A CRM that supports this handoff has source, intent, and qualification fields as first-class objects. Most marketing CRMs (including QUST) do; most contact-list tools (including Mailchimp) don't.

Common mistakes

Over-engineering the framework. Tweaking weights, adding sub-dimensions, building elaborate score formulas. The framework above is intentionally simple. Complex frameworks fail because they require disciplined data entry that teams don't maintain.

Scoring deals, not leads. Deal characteristics (budget, timeline) come from sales conversation. They belong in the sales qualification framework, not marketing's. Marketing's framework operates on data available before the conversation.

Ignoring source quality. Source is the most diagnostic dimension because it's structural. If 90% of your converting customers come from organic search and 80% of your leads come from a paid channel that converts at 1% — your source-quality scoring will fix more problems than any other lever.

Treating MQL as a permanent label. A lead can be MQL today and disqualified tomorrow if a Weak signal emerges (e.g., title was misrepresented, company is much smaller than disclosed). Statuses move both directions.

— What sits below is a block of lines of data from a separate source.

//! System tray presentation: session list, per-session hotkey assignment,
//! the active-audio filter toggle and clear/quit actions.
//!
//! The menu is rebuilt from each session snapshot. Menu items get generated
//! ids, so commands are resolved through an id table captured at build time
//! rather than by parsing labels.

use anyhow::{Context, Result};
use std::collections::HashMap;
use std::sync::Mutex;
use tray_icon::menu::{CheckMenuItem, Menu, MenuEvent, MenuId, MenuItem, PredefinedMenuItem, Submenu};
use tray_icon::{Icon, TrayIcon, TrayIconBuilder};

use crate::audio::SessionSnapshot;
use crate::i18n::Translator;
use crate::manager::bindings::Action;

/// A user gesture on the tray menu
#[derive(Debug, Clone)]
pub enum TrayCommand {
    /// Start chord capture for one session action
    Assign {
        /// Target session pid
        pid: u32,
        /// Target process name (for persistence and messages)
        process_name: String,
        /// Action the captured chord will trigger
        action: Action,
    },
    /// Flip the active-sessions-only filter
    ToggleOnlyActive(bool),
    /// Drop all bindings, live and persisted
    ClearAll,
    /// Exit the application
    Quit,
}

/// Tray icon plus the id table for the currently installed menu
pub struct TrayManager {
    tray: TrayIcon,
    translator: Translator,
    commands: Mutex<HashMap<MenuId, TrayCommand>>,
}

impl TrayManager {
    /// Build the tray with an empty session list
    pub fn new(translator: Translator) -> Result<Self> {
        let mut commands = HashMap::new();
        let menu = build_menu(&translator, &[], false, &HashMap::new(), &mut commands)?;

        let tray = TrayIconBuilder::new()
            .with_menu(Box::new(menu))
            .with_tooltip(translator.t("app.title"))
            .with_icon(speaker_icon()?)
            .build()
            .context("failed to build tray icon")?;

        Ok(Self {
            tray,
            translator,
            commands: Mutex::new(commands),
        })
    }

    /// Rebuild the menu from a fresh session snapshot.
    ///
    /// `saved` maps each process name to its persisted action -> combo map,
    /// used to show the current assignment next to each action.
    pub fn update_sessions(
        &self,
        sessions: &[SessionSnapshot],
        only_active: bool,
        saved: &HashMap<String, std::collections::BTreeMap<String, String>>,
    ) -> Result<()> {
        let mut commands = HashMap::new();
        let menu = build_menu(&self.translator, sessions, only_active, saved, &mut commands)?;
        self.tray.set_menu(Some(Box::new(menu)));
        self.tray.set_tooltip(Some(self.translator.t_args(
            "tray.sessions",
            &[("count", &sessions.len().to_string())],
        )))?;
        if let Ok(mut table) = self.commands.lock() {
            *table = commands;
        }
        Ok(())
    }

    /// Resolve one received menu event to a command, if the id is known
    pub fn resolve(&self, event: &MenuEvent) -> Option<TrayCommand> {
        self.commands
            .lock()
            .ok()
            .and_then(|table| table.get(event.id()).cloned())
    }
}

fn build_menu(
    translator: &Translator,
    sessions: &[SessionSnapshot],
    only_active: bool,
    saved: &HashMap<String, std::collections::BTreeMap<String, String>>,
    commands: &mut HashMap<MenuId, TrayCommand>,
) -> Result<Menu> {
    let menu = Menu::new();

    let title = MenuItem::new(translator.t("app.title"), false, None);
    menu.append(&title).context("failed to append title")?;
    menu.append(&PredefinedMenuItem::separator())
        .context("failed to append separator")?;

    let filter = CheckMenuItem::new(translator.t("filter.active"), true, only_active, None);
    commands.insert(filter.id().clone(), TrayCommand::ToggleOnlyActive(!only_active));
    menu.append(&filter).context("failed to append filter")?;
    menu.append(&PredefinedMenuItem::separator())
        .context("failed to append separator")?;

    if sessions.is_empty() {
        let empty = MenuItem::new(translator.t("label.selection.none"), false, None);
        menu.append(&empty).context("failed to append placeholder")?;
    }
    for session in sessions {
        let submenu = Submenu::new(session_label(translator, session), true);
        let session_saved = saved.get(&session.process_name.to_lowercase());
        for action in Action::ALL {
            let action_label = translator.t(match action {
                Action::VolumeUp => "hotkey.up",
                Action::VolumeDown => "hotkey.down",
                Action::ToggleMute => "hotkey.mute",
            });
            let combo_label = session_saved
                .and_then(|actions| actions.get(action.as_str()).cloned())
                .unwrap_or_else(|| translator.t("hotkey.none"));
            let item = MenuItem::new(format!("{action_label}: {combo_label}"), true, None);
            commands.insert(
                item.id().clone(),
                TrayCommand::Assign {
                    pid: session.pid,
                    process_name: session.process_name.clone(),
                    action,
                },
            );
            submenu
                .append(&item)
                .context("failed to append assign item")?;
        }
        menu.append(&submenu).context("failed to append session")?;
    }

    menu.append(&PredefinedMenuItem::separator())
        .context("failed to append separator")?;

    let clear = MenuItem::new(translator.t("hotkey.clear"), true, None);
    commands.insert(clear.id().clone(), TrayCommand::ClearAll);
    menu.append(&clear).context("failed to append clear item")?;

    // Quit goes through the command table; PredefinedMenuItem::quit() would
    // bypass the event loop and skip hotkey deregistration
    let quit = MenuItem::new(translator.t("menu.quit"), true, None);
    commands.insert(quit.id().clone(), TrayCommand::Quit);
    menu.append(&quit).context("failed to append quit item")?;

    Ok(menu)
}

/// One line summarizing a session: name, pid, volume %, mute state, peak
/// level and output device
fn session_label(translator: &Translator, session: &SessionSnapshot) -> String {
    #[allow(clippy::cast_possible_truncation, clippy::cast_sign_loss)]
    let volume_pct = (session.volume * 100.0).round() as u32;
    let mute_marker = if session.muted { " [muted]" } else { "" };
    format!(
        "{} (PID {}) - {}%{} - {} {:.2} - {}",
        session.process_name,
        session.pid,
        volume_pct,
        mute_marker,
        translator.t("col.peak"),
        session.peak,
        session.device_name
    )
}

/// 32x32 speaker glyph rendered in code so no asset file ships alongside
/// the executable
fn speaker_icon() -> Result<Icon> {
    const SIZE: usize = 32;
    let mut rgba = vec![0u8; SIZE * SIZE * 4];
    for y in 0..SIZE {
        for x in 0..SIZE {
            let on = speaker_pixel(x, y);
            if on {
                let i = (y * SIZE + x) * 4;
                rgba[i] = 0xE6;
                rgba[i + 1] = 0xE6;
                rgba[i + 2] = 0xE6;
                rgba[i + 3] = 0xFF;
            }
        }
    }
    Icon::from_rgba(rgba, SIZE as u32, SIZE as u32).context("failed to build icon from RGBA data")
}

fn speaker_pixel(x: usize, y: usize) -> bool {
    // Box at the left, cone opening to the right, one sound arc
    let body = (6..=12).contains(&x) && (12..=20).contains(&y);
    let cone = (12..=19).contains(&x) && y + x >= 24 && y <= x + 8;
    let arc = (22..=23).contains(&x) && (10..=22).contains(&y) && !(13..=19).contains(&y);
    body || cone || arc
}

#[cfg(test)]
mod tests {
    use super::*;

    #[test]
    fn test_speaker_icon_builds() {
        assert!(speaker_icon().is_ok());
    }

    #[test]
    fn test_speaker_glyph_is_nonempty_and_bounded() {
        let lit = (0..32)
            .flat_map(|y| (0..32).map(move |x| (x, y)))
            .filter(|&(x, y)| speaker_pixel(x, y))
            .count();
        assert!(lit > 0);
        assert!(lit < 32 * 32);
    }

    #[test]
    fn test_session_label_shows_every_session_field() {
        let translator = Translator::new(Some("en"));
        let session = SessionSnapshot {
            pid: 1234,
            process_name: "game.exe".to_owned(),
            device_name: "Speakers".to_owned(),
            peak: 0.43,
            muted: true,
            volume: 0.5,
        };

        let label = session_label(&translator, &session);
        assert!(label.contains("game.exe (PID 1234)"));
        assert!(label.contains("50% [muted]"));
        assert!(label.contains("Peak 0.43"));
        assert!(label.contains("Speakers"));
    }

    #[test]
    fn test_session_label_without_mute_marker() {
        let translator = Translator::new(Some("en"));
        let session = SessionSnapshot {
            pid: 7,
            process_name: "music.exe".to_owned(),
            device_name: "Headphones".to_owned(),
            peak: 0.0,
            muted: false,
            volume: 1.0,
        };

        let label = session_label(&translator, &session);
        assert!(label.contains("100% -"));
        assert!(!label.contains("[muted]"));
    }

    #[test]
    fn test_tray_command_clone() {
        let cmd = TrayCommand::Assign {
            pid: 1234,
            process_name: "game.exe".to_owned(),
            action: Action::VolumeUp,
        };
        let cloned = cmd.clone();
        if let TrayCommand::Assign {
            pid, process_name, ..
        } = cloned
        {
            assert_eq!(pid, 1234);
            assert_eq!(process_name, "game.exe");
        }
    }
}
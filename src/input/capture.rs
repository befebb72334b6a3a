//! One-shot chord capture for hotkey assignment.
//!
//! Installs a low-level keyboard hook, waits for the first complete chord
//! (a non-modifier key plus whatever modifiers are held), and returns it in
//! the same syntax [`super::combo::parse`] accepts. Escape cancels. Keys are
//! observed, never suppressed, so the foreground application still sees them.

#![allow(unsafe_code)]

use std::sync::mpsc;
use std::sync::{Mutex, OnceLock};
use tracing::debug;
use windows::Win32::Foundation::{LPARAM, LRESULT, WPARAM};
use windows::Win32::System::Threading::GetCurrentThreadId;
use windows::Win32::UI::Input::KeyboardAndMouse::{
    GetAsyncKeyState, VIRTUAL_KEY, VK_BACK, VK_CONTROL, VK_DELETE, VK_DOWN, VK_END, VK_ESCAPE,
    VK_HOME, VK_INSERT, VK_LCONTROL, VK_LEFT, VK_LMENU, VK_LSHIFT, VK_LWIN, VK_MENU, VK_NEXT,
    VK_OEM_1, VK_OEM_2, VK_OEM_COMMA, VK_OEM_MINUS, VK_OEM_PERIOD, VK_OEM_PLUS, VK_PRIOR,
    VK_RCONTROL, VK_RETURN, VK_RIGHT, VK_RMENU, VK_RSHIFT, VK_RWIN, VK_SHIFT, VK_SPACE, VK_TAB,
    VK_UP,
};
use windows::Win32::UI::WindowsAndMessaging::{
    CallNextHookEx, DispatchMessageW, GetMessageW, PostThreadMessageW, SetWindowsHookExW,
    TranslateMessage, UnhookWindowsHookEx, KBDLLHOOKSTRUCT, MSG, WH_KEYBOARD_LL, WM_KEYDOWN,
    WM_QUIT, WM_SYSKEYDOWN,
};

use super::HotkeyError;

// The hook procedure is a plain C callback, so the capture-in-progress
// channel has to live in a process-wide slot
static PENDING: OnceLock<Mutex<Option<mpsc::Sender<Option<String>>>>> = OnceLock::new();

fn pending() -> &'static Mutex<Option<mpsc::Sender<Option<String>>>> {
    PENDING.get_or_init(|| Mutex::new(None))
}

/// Capture the next chord pressed anywhere on the system.
///
/// Resolves to `Ok(None)` when the user cancels with Escape.
///
/// # Errors
/// Fails when the hook cannot be installed or a capture is already running.
pub async fn capture_chord() -> Result<Option<String>, HotkeyError> {
    tokio::task::spawn_blocking(run_capture)
        .await
        .map_err(|e| HotkeyError::Backend(format!("capture task failed: {e}")))?
}

fn run_capture() -> Result<Option<String>, HotkeyError> {
    let (result_tx, result_rx) = mpsc::channel();
    {
        let mut slot = pending()
            .lock()
            .map_err(|_| HotkeyError::Backend("capture slot lock poisoned".to_owned()))?;
        if slot.is_some() {
            return Err(HotkeyError::Backend(
                "chord capture already in progress".to_owned(),
            ));
        }
        *slot = Some(result_tx);
    }

    debug!("chord capture started");
    // SAFETY: hook is installed and removed on this thread; the message loop
    // ends when the hook procedure posts WM_QUIT.
    let outcome = unsafe {
        match SetWindowsHookExW(WH_KEYBOARD_LL, Some(hook_proc), None, 0) {
            Ok(hook) => {
                let mut msg = MSG::default();
                while GetMessageW(&mut msg, None, 0, 0).as_bool() {
                    let _ = TranslateMessage(&msg);
                    DispatchMessageW(&msg);
                }
                let _ = UnhookWindowsHookEx(hook);
                Ok(result_rx.try_recv().unwrap_or(None))
            }
            Err(e) => Err(HotkeyError::Backend(format!(
                "failed to install keyboard hook: {e}"
            ))),
        }
    };

    if let Ok(mut slot) = pending().lock() {
        *slot = None;
    }
    debug!(?outcome, "chord capture finished");
    outcome
}

unsafe extern "system" fn hook_proc(code: i32, wparam: WPARAM, lparam: LPARAM) -> LRESULT {
    let message = wparam.0 as u32;
    if code >= 0 && (message == WM_KEYDOWN || message == WM_SYSKEYDOWN) {
        let info = &*(lparam.0 as *const KBDLLHOOKSTRUCT);
        let vk = info.vkCode;
        if vk == u32::from(VK_ESCAPE.0) {
            finish(None);
        } else if !is_modifier(vk) {
            if let Some(token) = key_token(vk) {
                finish(Some(build_combo(token)));
            }
        }
    }
    CallNextHookEx(None, code, wparam, lparam)
}

fn finish(result: Option<String>) {
    if let Ok(mut slot) = pending().lock() {
        if let Some(sender) = slot.take() {
            let _ = sender.send(result);
        }
    }
    // SAFETY: posting to our own thread's message queue.
    unsafe {
        let _ = PostThreadMessageW(GetCurrentThreadId(), WM_QUIT, WPARAM(0), LPARAM(0));
    }
}

fn build_combo(key: &str) -> String {
    let mut parts: Vec<&str> = Vec::new();
    if is_pressed(VK_CONTROL) {
        parts.push("ctrl");
    }
    if is_pressed(VK_MENU) {
        parts.push("alt");
    }
    if is_pressed(VK_SHIFT) {
        parts.push("shift");
    }
    if is_pressed(VK_LWIN) || is_pressed(VK_RWIN) {
        parts.push("win");
    }
    parts.push(key);
    parts.join("+")
}

fn is_pressed(vk: VIRTUAL_KEY) -> bool {
    // SAFETY: reading async key state has no preconditions.
    unsafe { GetAsyncKeyState(i32::from(vk.0)) < 0 }
}

fn is_modifier(vk: u32) -> bool {
    [
        VK_SHIFT, VK_LSHIFT, VK_RSHIFT, VK_CONTROL, VK_LCONTROL, VK_RCONTROL, VK_MENU, VK_LMENU,
        VK_RMENU, VK_LWIN, VK_RWIN,
    ]
    .iter()
    .any(|modifier| u32::from(modifier.0) == vk)
}

const LETTERS: [&str; 26] = [
    "a", "b", "c", "d", "e", "f", "g", "h", "i", "j", "k", "l", "m", "n", "o", "p", "q", "r", "s",
    "t", "u", "v", "w", "x", "y", "z",
];
const DIGITS: [&str; 10] = ["0", "1", "2", "3", "4", "5", "6", "7", "8", "9"];
const FUNCTION_KEYS: [&str; 12] = [
    "f1", "f2", "f3", "f4", "f5", "f6", "f7", "f8", "f9", "f10", "f11", "f12",
];

/// Token for a virtual key, matching the chord parser's vocabulary
fn key_token(vk: u32) -> Option<&'static str> {
    match vk {
        0x41..=0x5A => Some(LETTERS[(vk - 0x41) as usize]),
        0x30..=0x39 => Some(DIGITS[(vk - 0x30) as usize]),
        0x70..=0x7B => Some(FUNCTION_KEYS[(vk - 0x70) as usize]),
        _ => {
            let vk = VIRTUAL_KEY(u16::try_from(vk).ok()?);
            match vk {
                VK_UP => Some("up"),
                VK_DOWN => Some("down"),
                VK_LEFT => Some("left"),
                VK_RIGHT => Some("right"),
                VK_SPACE => Some("space"),
                VK_TAB => Some("tab"),
                VK_RETURN => Some("enter"),
                VK_BACK => Some("backspace"),
                VK_DELETE => Some("delete"),
                VK_INSERT => Some("insert"),
                VK_HOME => Some("home"),
                VK_END => Some("end"),
                VK_PRIOR => Some("pageup"),
                VK_NEXT => Some("pagedown"),
                VK_OEM_MINUS => Some("minus"),
                VK_OEM_PLUS => Some("equals"),
                VK_OEM_COMMA => Some("comma"),
                VK_OEM_PERIOD => Some("period"),
                VK_OEM_2 => Some("slash"),
                VK_OEM_1 => Some("semicolon"),
                _ => None,
            }
        }
    }
}
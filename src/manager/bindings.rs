//! Live hotkey binding bookkeeping.
//!
//! [`BindingTable`] owns the `(pid, action) -> handler` table and the
//! `pid -> process name` cache, and keeps both consistent with the hotkey
//! service and the persisted store. It is an explicitly constructed state
//! object with its lifecycle tied to application start, not a global.

use anyhow::Result;
use std::collections::{BTreeMap, HashMap};
use std::fmt;
use std::str::FromStr;
use std::sync::Arc;
use thiserror::Error;
use tracing::debug;

use crate::input::{HandlerId, HotkeyCallback, HotkeyError, HotkeyService};
use crate::store::HotkeyStore;

/// A hotkey-triggerable volume action
#[derive(Debug, Clone, Copy, PartialEq, Eq, Hash)]
pub enum Action {
    /// Raise volume by one step
    VolumeUp,
    /// Lower volume by one step
    VolumeDown,
    /// Invert the mute flag
    ToggleMute,
}

impl Action {
    /// Every action, in presentation order
    pub const ALL: [Self; 3] = [Self::VolumeUp, Self::VolumeDown, Self::ToggleMute];

    /// Stable name used in the persisted store
    pub const fn as_str(self) -> &'static str {
        match self {
            Self::VolumeUp => "up",
            Self::VolumeDown => "down",
            Self::ToggleMute => "mute",
        }
    }
}

impl fmt::Display for Action {
    fn fmt(&self, f: &mut fmt::Formatter<'_>) -> fmt::Result {
        f.write_str(self.as_str())
    }
}

/// An action name outside the "up"/"down"/"mute" vocabulary.
///
/// This is a programming-contract violation (or a hand-edited store file),
/// never a user-facing condition.
#[derive(Debug, Error)]
#[error("invalid hotkey action {0:?}")]
pub struct InvalidAction(pub String);

impl FromStr for Action {
    type Err = InvalidAction;

    fn from_str(s: &str) -> Result<Self, Self::Err> {
        match s {
            "up" => Ok(Self::VolumeUp),
            "down" => Ok(Self::VolumeDown),
            "mute" => Ok(Self::ToggleMute),
            other => Err(InvalidAction(other.to_owned())),
        }
    }
}

/// Live registrations and the pid -> name cache
pub struct BindingTable {
    hotkeys: Arc<dyn HotkeyService>,
    store: Box<dyn HotkeyStore>,
    live: HashMap<(u32, Action), HandlerId>,
    names: HashMap<u32, String>,
}

impl BindingTable {
    /// Build an empty table over the given capability providers
    pub fn new(hotkeys: Arc<dyn HotkeyService>, store: Box<dyn HotkeyStore>) -> Self {
        Self {
            hotkeys,
            store,
            live: HashMap::new(),
            names: HashMap::new(),
        }
    }

    /// Remember the executable name last seen for `pid`
    pub fn record_process_name(&mut self, pid: u32, name: &str) {
        if !name.is_empty() {
            self.names.insert(pid, name.to_owned());
        }
    }

    /// Bind `combo` to `(pid, action)`, replacing any existing binding.
    ///
    /// The previous handler is deregistered before the new one is registered,
    /// so at most one handler is ever live per key and a combo never triggers
    /// twice. The assignment is persisted under the pid's cached name; with
    /// no cached name it stays in-memory only.
    pub fn assign(
        &mut self,
        pid: u32,
        action: Action,
        combo: &str,
        callback: HotkeyCallback,
    ) -> Result<(), HotkeyError> {
        let key = (pid, action);
        if let Some(previous) = self.live.remove(&key) {
            self.hotkeys.remove(previous);
        }
        let id = self.hotkeys.register(combo, callback)?;
        self.live.insert(key, id);
        debug!(pid, action = %action, combo, "hotkey bound");

        if let Some(name) = self.names.get(&pid) {
            self.store.save_hotkey(name, action.as_str(), Some(combo));
        }
        Ok(())
    }

    /// Re-materialize saved bindings for a (re)discovered process.
    ///
    /// Looks up the persisted config for `name` (case-insensitive) and
    /// assigns every saved combo not already live for this pid, building
    /// callbacks through `factory`. Idempotent: a second call with no
    /// intervening changes registers nothing.
    pub fn ensure_defaults_for_process(
        &mut self,
        pid: u32,
        name: &str,
        factory: impl Fn(Action, u32) -> HotkeyCallback,
    ) -> Result<()> {
        let saved = self
            .store
            .load_all()
            .remove(&name.to_lowercase())
            .unwrap_or_default();
        if saved.is_empty() {
            return Ok(());
        }
        self.record_process_name(pid, name);
        for (action_name, combo) in &saved {
            let action = Action::from_str(action_name)?;
            if self.live.contains_key(&(pid, action)) {
                continue;
            }
            self.assign(pid, action, combo, factory(action, pid))?;
        }
        Ok(())
    }

    /// Deregister every live handler and wipe the persisted store.
    ///
    /// Global and irreversible; not scoped to one process.
    pub fn clear_all(&mut self) {
        self.hotkeys.clear_all();
        self.live.clear();
        self.store.clear_all();
    }

    /// Deregister and drop every live handler bound to `pid`
    pub fn remove_for_pid(&mut self, pid: u32) {
        let keys: Vec<(u32, Action)> = self
            .live
            .keys()
            .filter(|(key_pid, _)| *key_pid == pid)
            .copied()
            .collect();
        for key in keys {
            if let Some(id) = self.live.remove(&key) {
                self.hotkeys.remove(id);
            }
        }
    }

    /// Saved action -> combo map for a process name (case-insensitive)
    pub fn saved_for_process(&self, name: &str) -> BTreeMap<String, String> {
        self.store
            .load_all()
            .remove(&name.to_lowercase())
            .unwrap_or_default()
    }

    /// Live handler for a key, if any
    pub fn handler_for(&self, pid: u32, action: Action) -> Option<HandlerId> {
        self.live.get(&(pid, action)).copied()
    }

    /// Number of live bindings
    pub fn live_count(&self) -> usize {
        self.live.len()
    }
}

#[cfg(test)]
mod tests {
    use super::*;
    use crate::input::MockHotkeyService;
    use crate::store::{HotkeyStore, JsonHotkeyStore};
    use mockall::predicate::eq;
    use mockall::Sequence;

    fn noop() -> HotkeyCallback {
        Box::new(|| {})
    }

    fn temp_store() -> (tempfile::TempDir, Box<JsonHotkeyStore>) {
        let dir = tempfile::tempdir().unwrap();
        let store = Box::new(JsonHotkeyStore::new(dir.path().join("hotkeys.json")));
        (dir, store)
    }

    #[test]
    fn test_action_names_round_trip() {
        for action in Action::ALL {
            assert_eq!(Action::from_str(action.as_str()).unwrap(), action);
        }
        assert!(Action::from_str("louder").is_err());
    }

    #[test]
    fn test_assign_registers_and_persists_with_name() {
        let mut hotkeys = MockHotkeyService::new();
        hotkeys
            .expect_register()
            .withf(|combo, _| combo == "ctrl+up")
            .times(1)
            .returning(|_, _| Ok(HandlerId::from_raw(1)));

        let (_dir, store) = temp_store();
        let mut table = BindingTable::new(Arc::new(hotkeys), store);
        table.record_process_name(1234, "game.exe");
        table.assign(1234, Action::VolumeUp, "ctrl+up", noop()).unwrap();

        assert_eq!(table.live_count(), 1);
        assert_eq!(
            table.saved_for_process("game.exe").get("up"),
            Some(&"ctrl+up".to_owned())
        );
    }

    #[test]
    fn test_assign_without_cached_name_skips_persistence() {
        let mut hotkeys = MockHotkeyService::new();
        hotkeys
            .expect_register()
            .times(1)
            .returning(|_, _| Ok(HandlerId::from_raw(1)));

        let (_dir, store) = temp_store();
        let mut table = BindingTable::new(Arc::new(hotkeys), store);
        table.assign(1234, Action::VolumeUp, "ctrl+up", noop()).unwrap();

        // Bound in memory, nothing written
        assert_eq!(table.live_count(), 1);
        assert!(table.saved_for_process("game.exe").is_empty());
    }

    #[test]
    fn test_reassign_deregisters_previous_handler_first() {
        let mut hotkeys = MockHotkeyService::new();
        let mut seq = Sequence::new();
        hotkeys
            .expect_register()
            .times(1)
            .in_sequence(&mut seq)
            .returning(|_, _| Ok(HandlerId::from_raw(1)));
        hotkeys
            .expect_remove()
            .with(eq(HandlerId::from_raw(1)))
            .times(1)
            .in_sequence(&mut seq)
            .return_const(());
        hotkeys
            .expect_register()
            .times(1)
            .in_sequence(&mut seq)
            .returning(|_, _| Ok(HandlerId::from_raw(2)));

        let (_dir, store) = temp_store();
        let mut table = BindingTable::new(Arc::new(hotkeys), store);
        table.record_process_name(1234, "game.exe");
        table.assign(1234, Action::VolumeUp, "ctrl+up", noop()).unwrap();
        table
            .assign(1234, Action::VolumeUp, "ctrl+alt+up", noop())
            .unwrap();

        assert_eq!(table.live_count(), 1);
        assert_eq!(
            table.handler_for(1234, Action::VolumeUp),
            Some(HandlerId::from_raw(2))
        );
    }

    #[test]
    fn test_failed_registration_keeps_key_free() {
        let mut hotkeys = MockHotkeyService::new();
        hotkeys.expect_register().times(1).returning(|combo, _| {
            Err(HotkeyError::Registration {
                combo: combo.to_owned(),
                reason: "already taken".to_owned(),
            })
        });

        let (_dir, store) = temp_store();
        let mut table = BindingTable::new(Arc::new(hotkeys), store);
        table.record_process_name(1234, "game.exe");
        let result = table.assign(1234, Action::VolumeUp, "ctrl+up", noop());

        assert!(result.is_err());
        assert_eq!(table.live_count(), 0);
        assert!(table.saved_for_process("game.exe").is_empty());
    }

    #[test]
    fn test_ensure_defaults_noop_without_saved_config() {
        // Default mock rejects any register call
        let hotkeys = MockHotkeyService::new();
        let (_dir, store) = temp_store();
        let mut table = BindingTable::new(Arc::new(hotkeys), store);

        table
            .ensure_defaults_for_process(1234, "game.exe", |_, _| noop())
            .unwrap();
        assert_eq!(table.live_count(), 0);
    }

    #[test]
    fn test_ensure_defaults_restores_saved_bindings_once() {
        let mut hotkeys = MockHotkeyService::new();
        hotkeys
            .expect_register()
            .withf(|combo, _| combo == "ctrl+up")
            .times(1)
            .returning(|_, _| Ok(HandlerId::from_raw(1)));

        let (_dir, store) = temp_store();
        store.save_hotkey("game.exe", "up", Some("ctrl+up"));
        let mut table = BindingTable::new(Arc::new(hotkeys), store);

        table
            .ensure_defaults_for_process(5678, "Game.exe", |_, _| noop())
            .unwrap();
        assert_eq!(table.live_count(), 1);

        // Second call with no intervening changes registers nothing
        table
            .ensure_defaults_for_process(5678, "Game.exe", |_, _| noop())
            .unwrap();
        assert_eq!(table.live_count(), 1);
    }

    #[test]
    fn test_ensure_defaults_rejects_invalid_saved_action() {
        let hotkeys = MockHotkeyService::new();
        let (_dir, store) = temp_store();
        store.save_hotkey("game.exe", "louder", Some("ctrl+up"));
        let mut table = BindingTable::new(Arc::new(hotkeys), store);

        let result = table.ensure_defaults_for_process(1234, "game.exe", |_, _| noop());
        assert!(result.is_err());
    }

    #[test]
    fn test_clear_all_empties_live_table_and_store() {
        let mut hotkeys = MockHotkeyService::new();
        hotkeys
            .expect_register()
            .times(1)
            .returning(|_, _| Ok(HandlerId::from_raw(1)));
        hotkeys.expect_clear_all().times(1).return_const(());

        let (_dir, store) = temp_store();
        let mut table = BindingTable::new(Arc::new(hotkeys), store);
        table.record_process_name(1234, "game.exe");
        table.assign(1234, Action::VolumeUp, "ctrl+up", noop()).unwrap();

        table.clear_all();
        assert_eq!(table.live_count(), 0);
        assert!(table.saved_for_process("game.exe").is_empty());
    }

    #[test]
    fn test_remove_for_pid_is_scoped() {
        let mut hotkeys = MockHotkeyService::new();
        let mut next = 0u64;
        hotkeys.expect_register().times(3).returning(move |_, _| {
            next += 1;
            Ok(HandlerId::from_raw(next))
        });
        hotkeys.expect_remove().times(2).return_const(());

        let (_dir, store) = temp_store();
        let mut table = BindingTable::new(Arc::new(hotkeys), store);
        table.assign(1234, Action::VolumeUp, "ctrl+up", noop()).unwrap();
        table
            .assign(1234, Action::ToggleMute, "ctrl+m", noop())
            .unwrap();
        table
            .assign(5678, Action::VolumeDown, "ctrl+down", noop())
            .unwrap();

        table.remove_for_pid(1234);
        assert_eq!(table.live_count(), 1);
        assert!(table.handler_for(5678, Action::VolumeDown).is_some());
    }
}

Scoring leads you've never converted. If you have no customer data, you don't have source-quality data. Start with the first two dimensions only (ICP fit + intent) and add source quality after 30-60 days of conversion data.

Spreadsheet template

The framework runs in a spreadsheet without any software. Columns:

  • Lead ID / email
  • ICP fit: Strong / Acceptable / Weak
  • Intent: Strong / Acceptable / Weak
  • Source quality: Strong / Acceptable / Weak
  • MQL? (formula: AND(at least 2 Strong, none Weak))
  • Status (New, MQL, SQL, Disqualified, Customer, Lost)
  • Source (text)
  • Notes

A team of 1-3 marketers can run this in a spreadsheet for several months before a CRM becomes necessary. The CRM upgrade is worth it when:

  • Lead volume exceeds ~50/week (manual entry becomes the bottleneck)
  • You need automation (status change → notification)
  • Multiple people need to update the same record
  • Reports need to run automatically rather than manually

A CRM that supports this framework natively (QUST does — lead, source, status, custom fields) saves about 5-10 hours/week at moderate lead volume.